Dear Patient Readers and Lurkers,
I interrupt our stream of books with a mini-diatribe (well, not so mini…). Without naming names (and therefore breaking my Solemn Oath of Lifelong Confidentiality), there are some books that contain little problems that become fatal flaws under the white hot glare of the fluorescent lights in a stuffy conference room in a nice hotel somewhere in January in any given year. Imagine the scene in the room: The discussion turns to the next book. The book is lovely. The story is magnificent. Many members of the committee have spent one of their valuable nominations on the book. The illustrations are distinguished, but, yet. But, yet, something is not right. Normally these not right things are not worthy of mentioning in a written review, but once the real discussions begin, these little quibbles can morph into a fatal flaw.
Here are some of the ways a great book can find itself on the side table, never to return to discussion.
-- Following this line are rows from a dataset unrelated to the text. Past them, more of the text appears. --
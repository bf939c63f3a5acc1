//! Link bridge
//!
//! Owns every hardware handle the application touches and runs one step of
//! the request loop at a time:
//!
//! ```text
//! WaitingForConnection ──(host opens link)──► Serving ─┐
//!        ▲ blink indicator                      ▲      │ read 4 bytes
//!        └──────────────┘                       └──────┘ show, reply
//! ```
//!
//! The firmware drives it with [`Bridge::wait_for_link`] once and then
//! [`Bridge::serve_once`] forever, logging each outcome.

use core::fmt::Write as _;

use embedded_hal_async::delay::DelayNs;
use heapless::String;
use picofly_display::{CharDisplay, DisplayError};
use picofly_hal::{LinkError, OutputPin, SerialLink};
use picofly_protocol::{PingReply, PingRequest, PING_SIZE};

use crate::link::LinkMonitor;
use crate::state::{BridgeState, LinkEvent};

/// Shown once the host has opened the link
pub const WAITING_TEXT: &str = "waiting";

/// Shown on the second row after a reply went out
pub const SENT_REPLY_TEXT: &str = "sent reply";

/// Longest first-row text: "read: " plus ten digits
const READ_LINE_LEN: usize = 16;

/// Errors from a bridge step
#[derive(Debug, Clone, Copy, PartialEq, Eq)]
#[cfg_attr(feature = "defmt", derive(defmt::Format))]
pub enum BridgeError {
    /// Host link failed
    Link(LinkError),
    /// Display failed
    Display(DisplayError),
    /// Requests are only read once the host has connected
    NotServing,
}

impl From<LinkError> for BridgeError {
    fn from(e: LinkError) -> Self {
        BridgeError::Link(e)
    }
}

impl From<DisplayError> for BridgeError {
    fn from(e: DisplayError) -> Self {
        BridgeError::Display(e)
    }
}

/// One answered request
#[derive(Debug, Clone, Copy, PartialEq, Eq)]
#[cfg_attr(feature = "defmt", derive(defmt::Format))]
pub struct Exchange {
    /// Request received from the host
    pub request: PingRequest,
    /// Reply written back
    pub reply: PingReply,
    /// First display failure during the exchange, if any
    ///
    /// The reply is sent regardless of display health.
    pub display_error: Option<DisplayError>,
}

/// Format the first display row for a request value
pub fn read_line(value: u32) -> String<READ_LINE_LEN> {
    let mut line = String::new();
    // "read: 4294967295" is exactly 16 characters
    let _ = write!(line, "read: {}", value);
    line
}

/// The link bridge
pub struct Bridge<L, S, P, D> {
    link: L,
    display: S,
    monitor: LinkMonitor<P, D>,
    state: BridgeState,
    exchanges: u32,
}

impl<L, S, P, D> Bridge<L, S, P, D>
where
    L: SerialLink,
    S: CharDisplay,
    P: OutputPin,
    D: DelayNs,
{
    /// Create a bridge in the `WaitingForConnection` state
    pub fn new(link: L, display: S, monitor: LinkMonitor<P, D>) -> Self {
        Self {
            link,
            display,
            monitor,
            state: BridgeState::WaitingForConnection,
            exchanges: 0,
        }
    }

    /// Current state
    pub fn state(&self) -> BridgeState {
        self.state
    }

    /// Number of requests answered so far
    pub fn exchanges(&self) -> u32 {
        self.exchanges
    }

    /// Wait for the host, then switch to serving
    ///
    /// Blinks the indicator until the link reports a connection, then
    /// clears the display and shows the waiting prompt. Does nothing once
    /// serving. Returns the number of blink cycles.
    pub async fn wait_for_link(&mut self) -> Result<u32, BridgeError> {
        if self.state.is_serving() {
            return Ok(0);
        }

        let cycles = self.monitor.wait_for_connection(&self.link).await;
        self.state = self.state.transition(LinkEvent::Connected);

        self.display.clear().await?;
        self.display.write_str(WAITING_TEXT).await?;

        Ok(cycles)
    }

    /// Run one request loop iteration
    ///
    /// Reads up to one request from the link. Fewer than [`PING_SIZE`]
    /// bytes (including none) are discarded without touching the display
    /// or the link and `Ok(None)` is returned; the caller retries at once.
    ///
    /// A complete request is shown as `read: <value>` on a cleared display,
    /// answered with its hash, then confirmed on the second row.
    pub async fn serve_once(&mut self) -> Result<Option<Exchange>, BridgeError> {
        if !self.state.is_serving() {
            return Err(BridgeError::NotServing);
        }

        let mut buf = [0u8; PING_SIZE];
        let n = self.link.read(&mut buf).await?.min(PING_SIZE);

        let request = match PingRequest::decode(&buf[..n]) {
            Ok(request) => request,
            Err(_) => return Ok(None),
        };

        let shown = self.show_request(&request).await;

        let reply = request.reply();
        self.link.write_all(&reply.encode()).await?;

        let confirmed = self.display.write_at(0, 1, SENT_REPLY_TEXT).await;

        self.exchanges = self.exchanges.wrapping_add(1);

        Ok(Some(Exchange {
            request,
            reply,
            display_error: shown.and(confirmed).err(),
        }))
    }

    async fn show_request(&mut self, request: &PingRequest) -> Result<(), DisplayError> {
        self.display.clear().await?;
        self.display.write_str(&read_line(request.value)).await
    }

    /// Get the display
    pub fn display(&self) -> &S {
        &self.display
    }

    /// Whether the status indicator is lit
    pub fn indicator_on(&self) -> bool {
        self.monitor.indicator_on()
    }
}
1. Paper quality. I am going to try to restrain myself here from a full-on rant, but many books are being created where the reader can see through the paper, making a rather annoying distraction. This problem is getting worse, I am sorry to say. I am equally sorry to say that a few of my very favorites this year suffer from cheap paper. I never mention this to my students, but sometimes they come up with a page opened and say, “What is this?” The shadow of the other side of the paper conflicts with the details the child is looking at. I am not a printer, but there must be a way to remedy this before the book is in the hands of a reader.
2. Gutter issues. One of the ways that book illustration is different from art on a wall is that the artist has to plan for the gutter. Unless it makes sense for the narrative, (say, a book about symmetry) it is not a good idea to bisect a human with the gutter. It is especially offensive if the human is dancing or has a leg up for some reason. Then, it looks painful. The two sides of the gutter should match up together. No excuses.
3. The book jacket/end paper combo. (Here I pause for a moment of silence to remember a favorite of mine that suffered the slings and arrows of end paper neglect.) If the end papers have ANY IMPORTANT INFORMATION on them, the information must be toward the gutter and nowhere near the jacket. I am not a librarian. I never thought about this for one moment because I like to take the covers off the books when I read aloud. But, librarians point out that the covers are absolutely used to protect the book. Further, if the designers use the endpapers for author’s notes, bibliographic information or if the story starts on the left-hand size of the opening endpapers or ends on the far right of the closing ones, this vital information is lost to the reader. And that, my dear friends, is a fatal flaw. (It’s not just a flaw for Caldecott–I bet Sibert sees this problem, too.)
4. Weird fonts. Comic Sans. Need I say more? Okay, I must. How about a cursive typeface in a book for four-year-olds? That’s a problem.
5. Poor text placement. The criteria state: “Each book is to be considered as a picture book. The committee is to make its decision primarily on the illustration, but other components of a book are to be considered especially when they make a book less effective as a children’s picture book. Such other components might include the written text, the overall design of the book, etc.” If the reader cannot figure out where to read next because the text placement is confusing, the committee will notice.
6. Inconsistent illustrations. If the girl is wearing pink shoes on page three, the shoes need to be pink on page five. The dog at the beginning of the books better be the same dog at the end. Just today, I read a book where the main character is outlined cleanly in black ink on all the pages. Well, not all the pages. One of the middle spreads shows the main character outlined in roughly-sketched ink. The blurry lines on that middle page jarred me and took me out of the story and sent me scrambling for other inconsistencies. Of course, I found other little details that didn’t add up, but I would never have gone on that search unless I had seen the sloppy edges in the middle of the story. I liked the story. A lot. But one illustration was so different from the rest (and there was no reason in the story for such a change) that it brought the whole book down.
7. Cheap crap paper. Oh, right, I said that already. A truly great book can survive, even with one of these issues. Trust me, it can. But, some other almost-as-wonderful books might not. Many of these issues are not in the hands of the illustrator or author; they are in the hands of the design team who is living on a budget. I get that. The committee gets that. But it doesn’t make the shadows of page 4 stop bleeding all over page 3.
What other book production issues bother you?